Dünyadaki diğer mitolojik kahramanların kendi uluslarına bıraktıklarından daha fazlası var Türk mitolojisinde. Okudukça günümüze mitlerin nasıl taşındığını anlayıp aydınlanacaksınız.
Öyleyse başlıyoruz:
Altay
Türklerine göre gökyüzündeki tanrıların en büyüğü Kara Han’dır. Kara Han 17.
katta oturur. Bütün Tanrıların babasıdır ve oradan evrenin kaderini tayin eder.
Eliade’ya göre Kara Han dünyanın yaradılışı ve sonu gibi konularda daima ön
plandadır. Kara-Han yeryüzünü yarattıktan sonra dokuz dallı bir çam diker ve
16. kata oğlu Ülgen’i oturtur. Kara-Han, dokuz kişinin bu dallardan türemesini,
dokuz ulusunda buradan meydana gelmesini ister. Kara-Han, insanoğlunun “ata” ve
“ana”sıdır. Şamanlara göre Kara Han’ın Ülgen, Kızagan, Mergen adında üç oğlu
vardır.
Ülgen göğün
16. katında Altın dağda ikamet eder ve altın bir taht üzerinde
oturur. Tahtı ay ve güneşin ötesindedir. Ülgen, gök cisimlerini yönetir, yağmur
yağdırır, gök gürültüsü ve yıldırımları da o gönderir. Tanrı Ülgen biri ak biri
kara taşla gelerek ateşin nasıl yakılacağını insanlara öğretmiştir.
Eliade’ya
göre gök gürültüsü ve şimşek tüm mitolojilerde gök tanrının silahıdır ve
yıldırımıyla vurduğu yer kutsallık kazanır. Ülgen iyilik yapmayı sever.
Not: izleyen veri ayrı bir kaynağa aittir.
use std::ops::{Mul, Sub};

use glam::DVec2;

use crate::discretization::mesh::{Mesh, ZoneId};
use crate::physics::equation::{Equation, SystemValue};
use crate::physics::field::{Field, FieldValue, ScalarField, VectorField};
use crate::physics::BoundaryType;

/// Finite-volume operators. Each one appends to an [`Equation`] in the
/// shared residual convention `sum_k a_k phi_k + s = 0`, over the cells of
/// one zone, so operators and immersed-boundary rows compose by summation.

/// Implicit Euler time derivative: `(V / dt)(phi - phi_old)`.
pub fn ddt<T>(eqn: &mut Equation<T>, mesh: &Mesh, zone: ZoneId, old: &[T], dt: f64)
where
    T: SystemValue + Mul<f64, Output = T>,
{
    for c in mesh.zones.cells(zone) {
        let a = mesh.cells[c].volume / dt;
        eqn.add(c, c, a);
        eqn.add_source(c, -(old[c] * a));
    }
}

/// First-order upwind advection with the mass flux frozen at the previous
/// face velocities (Picard linearization): `sum_f mdot_f phi_upwind`.
pub fn div_upwind<T>(
    eqn: &mut Equation<T>,
    mesh: &Mesh,
    zone: ZoneId,
    flux_faces: &[DVec2],
    field: &Field<T>,
) where
    T: SystemValue + FieldValue + Mul<f64, Output = T>,
{
    for c in mesh.zones.cells(zone) {
        let cell = &mesh.cells[c];
        for link in &cell.interior_links {
            let mdot = flux_faces[link.face].dot(link.outward_norm);
            if mdot >= 0.0 {
                eqn.add(c, c, mdot);
            } else {
                eqn.add(c, link.cell, mdot);
            }
        }
        for link in &cell.boundary_links {
            let mdot = flux_faces[link.face].dot(link.outward_norm);
            if mdot >= 0.0 {
                eqn.add(c, c, mdot);
            } else {
                // Inflow carries the known boundary-face value
                eqn.add_source(c, field.faces[link.face] * mdot);
            }
        }
    }
}

/// Diffusion `-div(gamma grad phi)` with Crank-Nicolson blending: `theta`
/// of the flux is implicit, the remainder is evaluated at the current cell
/// values and moved to the source.
pub fn diffusion<T>(
    eqn: &mut Equation<T>,
    mesh: &Mesh,
    zone: ZoneId,
    gamma: f64,
    field: &Field<T>,
    theta: f64,
) where
    T: SystemValue + FieldValue + Mul<f64, Output = T> + Sub<Output = T>,
{
    for c in mesh.zones.cells(zone) {
        let cell = &mesh.cells[c];
        for link in &cell.interior_links {
            let n = link.cell;
            let d = (mesh.cells[n].centroid - cell.centroid).length().max(1e-14);
            let a = gamma * mesh.faces[link.face].area / d;

            eqn.add(c, c, theta * a);
            eqn.add(c, n, -theta * a);
            eqn.add_source(c, (field.cells[n] - field.cells[c]) * (-(1.0 - theta) * a));
        }
        for link in &cell.boundary_links {
            let face = &mesh.faces[link.face];
            let bc = field.patch_bc(link.patch);
            match bc.bc_type {
                BoundaryType::Fixed => {
                    let d = (face.centroid - cell.centroid).length().max(1e-14);
                    let a = gamma * face.area / d;
                    eqn.add(c, c, theta * a);
                    eqn.add_source(c, bc.value * (-theta * a));
                    eqn.add_source(c, (bc.value - field.cells[c]) * (-(1.0 - theta) * a));
                }
                BoundaryType::NormalGradient => {
                    eqn.add_source(c, bc.value * (-gamma * face.area));
                }
                // Zero diffusive flux through a symmetry plane
                BoundaryType::Symmetry => {}
            }
        }
    }
}

/// Pressure Laplacian `+div(gamma grad p)`, fully implicit.
pub fn poisson(eqn: &mut Equation<f64>, mesh: &Mesh, zone: ZoneId, gamma: f64, p: &ScalarField) {
    for c in mesh.zones.cells(zone) {
        let cell = &mesh.cells[c];
        for link in &cell.interior_links {
            let n = link.cell;
            let d = (mesh.cells[n].centroid - cell.centroid).length().max(1e-14);
            let a = gamma * mesh.faces[link.face].area / d;
            eqn.add(c, c, -a);
            eqn.add(c, n, a);
        }
        for link in &cell.boundary_links {
            let face = &mesh.faces[link.face];
            let bc = p.patch_bc(link.patch);
            match bc.bc_type {
                BoundaryType::Fixed => {
                    let d = (face.centroid - cell.centroid).length().max(1e-14);
                    let a = gamma * face.area / d;
                    eqn.add(c, c, -a);
                    eqn.add_source(c, a * bc.value);
                }
                BoundaryType::NormalGradient => {
                    eqn.add_source(c, gamma * face.area * bc.value);
                }
                BoundaryType::Symmetry => {}
            }
        }
    }
}

/// Velocity divergence source for the pressure equation:
/// `s -= sum_f u_f . S_f`.
pub fn div_source(eqn: &mut Equation<f64>, mesh: &Mesh, zone: ZoneId, u: &VectorField) {
    for c in mesh.zones.cells(zone) {
        let cell = &mesh.cells[c];
        for link in &cell.interior_links {
            eqn.add_source(c, -u.faces[link.face].dot(link.outward_norm));
        }
        for link in &cell.boundary_links {
            eqn.add_source(c, -u.faces[link.face].dot(link.outward_norm));
        }
    }
}

/// Constant body force per unit mass: `s -= V g`.
pub fn body_force(eqn: &mut Equation<DVec2>, mesh: &Mesh, zone: ZoneId, g: DVec2) {
    if g == DVec2::ZERO {
        return;
    }
    for c in mesh.zones.cells(zone) {
        eqn.add_source(c, g * (-mesh.cells[c].volume));
    }
}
Ülgen’in kendisi, kızları ve oğulları insan şeklindedir. Dünyayı taşımaları
veya destek olmaları için üç tane balık yaratmıştır. Elindeki topuzu, yaşam
ağacının köklerine benzer ve öylesine dallı budaklıdır. Bildiğimiz Güneş, Ay ve
yıldızlardan tüm gök nesnelerinden çok uzakta yaşar. Biri sağında ve diğeri
solunda iki ak Güneş bulunur. Bu gök nesnelerinin her biri kendisine ulaşmak
isteyen şaman için bir engeldir. En güçlü şaman bile en fazla Kutup
Yıldızına kadar ulaşabilir.
Henüz hiçbir şey yaratılmamışken ve
yalnızca uçsuz bucaksız bir su varken, sonsuz sulardan çıkarak, Tanrı Ülgen’e
yaratma ilhamını vererek sulara tekrar dalmıştır. Işıktan (cisimsel olmayan)
bir bedeni vardır. Başında gücü simgeleyen ve taca benzeyen zarif boynuzları
bulunur. Hayatın başlangıcına dair ne varsa hepsine ruh vererek yaşam döngüsünü
başlatmıştır. Akdeniz’de yaşar.
Mitolojinin
temel ilkelerinden biri karşıtlıktır. Özellikle İran kültürüne ait Mazdaizm veya Maniheizm gibi
inançlarla birlikte başlayan düalist ilke mitolojinin temeline zıtlıkların
birliği ve aynı zamanda mücadelesini koyar. Bu anlayışa göre kainattaki her şey
zıttıyla vardır. İyi-kötü, doğru-yanlış, güzel-çirkin ve daha birçok zıt kavram
birlikte bir uyum içinde varlığı meydana getirir ve kainatın işleyişinden
sorumludur. Erlik, Altay Türklerinin mitik tasavvurlarında kötü ruhların
başındadır, başkanıdır. Erlik “güçlü, kuvvetli” anlamlarına gelir. Bazı
Türkologlara göre bu kelime “erklig” kelimesinin bozulmuş halidir. Bu
araştırmacılara göre eski Uygur Buda metinlerinde yer altındaki karanlık
dünyanın hakimi olan ve ölüm ruhu motifini karşılayan Yama’ya Erklig Yama
denir. “Kudretli” anlamına da gelen bu kelime şamanist tasavvurlarda “Erlik”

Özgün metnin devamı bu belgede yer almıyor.